Dans une série en 6 parties, nous explorons les principaux défis qui freinent les progrès dans le domaine de la recherche sur les tumeurs cérébrales. Ce troisième volet se concentre sur l’utilisation de nos connaissances en biologie des tumeurs cérébrales pour concevoir de meilleurs médicaments.
Dans les laboratoires du monde entier, les scientifiques découvrent lentement ce qui fait fonctionner les tumeurs cérébrales. De la façon dont ils se développent à leur évolution et à leur propagation, chaque découverte est une pièce supplémentaire du puzzle unique et complexe qu’est une tumeur au cerveau.
Mais il manque encore des pièces. Malgré toutes les recherches, la survie des tumeurs cérébrales reste terriblement faible. Et la façon dont ils sont traités est restée en grande partie inchangée pendant des décennies.
« La richesse des informations dont nous disposons sur la biologie des tumeurs cérébrales est vraiment stupéfiante », déclare le professeur David Walker, expert en tumeurs cérébrales chez les enfants et président du Children’s Brain Tumor Drug Delivery Consortium. « Mais il y a très peu d’exemples réels où cela a transformé la façon dont nous les traitons. »
Cela doit changer.
Nous avons lancé les Cancer Research UK Brain Tumor Awards pour encourager les experts de tous les types de recherche à faire exactement cela. Celles-ci appellent les scientifiques à relever les 6 plus grands défis qui freinent les progrès de la recherche sur les tumeurs cérébrales.
Et le troisième thème cherche à utiliser notre compréhension de la biologie des tumeurs pour développer de meilleurs traitements.
Biologie appliquée
Nous en apprenons de plus en plus sur la façon dont les tumeurs cérébrales se développent, et nous avons déjà blogué sur les opportunités que cela apporte.
Mais cela ne s’est pas encore traduit par de nouveaux traitements. Parallèlement à la chirurgie, les principaux traitements des tumeurs cérébrales restent la chimiothérapie et la radiothérapie.
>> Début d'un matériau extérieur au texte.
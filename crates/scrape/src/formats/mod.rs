// ABOUTME: Text normalization for sample blocks and other preformatted HTML fragments.
// ABOUTME: Recovers line breaks from markup structure before stripping tags.

//! HTML-to-text conversion that keeps the line structure intact.
//!
//! Sample input/output on the problem pages is rendered inside a `<pre>`, but
//! the physical lines are not always plain text with `\n`. Newer pages wrap
//! every line in its own `div.test-example-line`, older ones use `<br>` or
//! bare `<div>`/`<p>` blocks. Two strategies are tried in order:
//!
//! 1. Line containers: take each container's text, trim it, drop empty lines
//!    and join with `\n`.
//! 2. Markup rewrite: `<br>` and block open tags become `\n`, block close tags
//!    disappear, the rest of the markup is stripped, runs of blank lines are
//!    collapsed to a single `\n` and the result is trimmed.

use once_cell::sync::Lazy;
use regex::Regex;
use scraper::{ElementRef, Html, Selector};

/// Class used by the source site to wrap each physical line of a sample.
pub const LINE_CONTAINER_CLASS: &str = "test-example-line";

static LINE_CONTAINER: Lazy<Selector> = Lazy::new(|| {
    Selector::parse(&format!(".{}", LINE_CONTAINER_CLASS)).expect("valid line selector")
});

static BR_TAG: Lazy<Regex> = Lazy::new(|| Regex::new(r"(?i)<br\s*/?\s*>").expect("valid regex"));

static BLOCK_OPEN_TAG: Lazy<Regex> = Lazy::new(|| {
    Regex::new(r"(?i)<(?:div|p|li|tr|h[1-6])(?:\s[^>]*)?/?>").expect("valid regex")
});

static BLOCK_CLOSE_TAG: Lazy<Regex> =
    Lazy::new(|| Regex::new(r"(?i)</(?:div|p|li|tr|h[1-6])\s*>").expect("valid regex"));

static BLANK_LINE_RUN: Lazy<Regex> = Lazy::new(|| Regex::new(r"\n\s*\n").expect("valid regex"));

/// Replace <br> variants with a newline.
fn preprocess_br_tags(html: &str) -> String {
    BR_TAG.replace_all(html, "\n").into_owned()
}

/// Block open tags start a new line; close tags are dropped.
fn preprocess_block_tags(html: &str) -> String {
    let opened = BLOCK_OPEN_TAG.replace_all(html, "\n");
    BLOCK_CLOSE_TAG.replace_all(&opened, "").into_owned()
}

/// Collapse runs of two or more newlines (whitespace in between allowed) into one.
fn collapse_newlines_to_one(text: &str) -> String {
    let mut current = text.to_string();
    // A single pass can leave "\n\n" behind when runs overlap ("\n \n \n").
    loop {
        let next = BLANK_LINE_RUN.replace_all(&current, "\n").into_owned();
        if next == current {
            return next;
        }
        current = next;
    }
}

/// Strip the remaining markup and decode entities.
fn strip_tags(html: &str) -> String {
    Html::parse_fragment(html)
        .root_element()
        .text()
        .collect::<String>()
}

/// Join the trimmed text of each line container, skipping empty lines.
fn join_line_containers<'a>(lines: impl Iterator<Item = ElementRef<'a>>) -> Option<String> {
    let mut found = false;
    let mut out: Vec<String> = Vec::new();
    for line in lines {
        found = true;
        let text = line.text().collect::<String>();
        let trimmed = text.trim();
        if !trimmed.is_empty() {
            out.push(trimmed.to_string());
        }
    }
    found.then(|| out.join("\n"))
}

/// Generic markup rewrite used when there are no line containers.
fn rewrite_markup_to_text(html: &str) -> String {
    let unified = html.replace("\r\n", "\n");
    let with_breaks = preprocess_block_tags(&preprocess_br_tags(&unified));
    let text = strip_tags(&with_breaks);
    collapse_newlines_to_one(&text).trim().to_string()
}

/// Convert an HTML fragment into text, keeping one `\n` per visible line.
///
/// Empty input yields an empty string.
pub fn html_to_text_with_newlines(html: &str) -> String {
    if html.trim().is_empty() {
        return String::new();
    }

    let fragment = Html::parse_fragment(html);
    if let Some(joined) = join_line_containers(fragment.select(&LINE_CONTAINER)) {
        return joined;
    }

    rewrite_markup_to_text(html)
}

/// Same as [`html_to_text_with_newlines`] for an element already in a parsed
/// document. The element's own tag is not part of the converted markup.
pub fn normalize_element(element: Option<ElementRef<'_>>) -> String {
    let Some(element) = element else {
        return String::new();
    };

    if let Some(joined) = join_line_containers(element.select(&LINE_CONTAINER)) {
        return joined;
    }

    rewrite_markup_to_text(&element.inner_html())
}
// ABOUTME: Extraction of structured problem data from statement page markup.
// ABOUTME: Limit label parsing and statement region parsing live here.

//! Extraction module.
//!
//! Submodules:
//! - `limits`: Time and memory limit parsing from free-form label text.
//! - `statement`: Statement region lookup and ProblemDetails assembly.

pub mod limits;
pub mod statement;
Les scientifiques cherchent à concevoir des médicaments qui ciblent les faiblesses spécifiques de la tumeur. Mais ils doivent d’abord savoir ce qu’ils sont.
« L’approche que nous utilisons depuis des années consiste à lire l’ADN des tumeurs, à trouver un gène perturbé, puis à développer un médicament contre cette cible », explique le professeur Steve Pollard, un expert financé par Cancer Research UK dans le domaine des cellules souches et du cancer. biologie à l’Université d’Édimbourg. « Et cela a une valeur énorme pour certains types de tumeurs où il y a très clairement un défaut génétique qui entraîne le développement de la tumeur. »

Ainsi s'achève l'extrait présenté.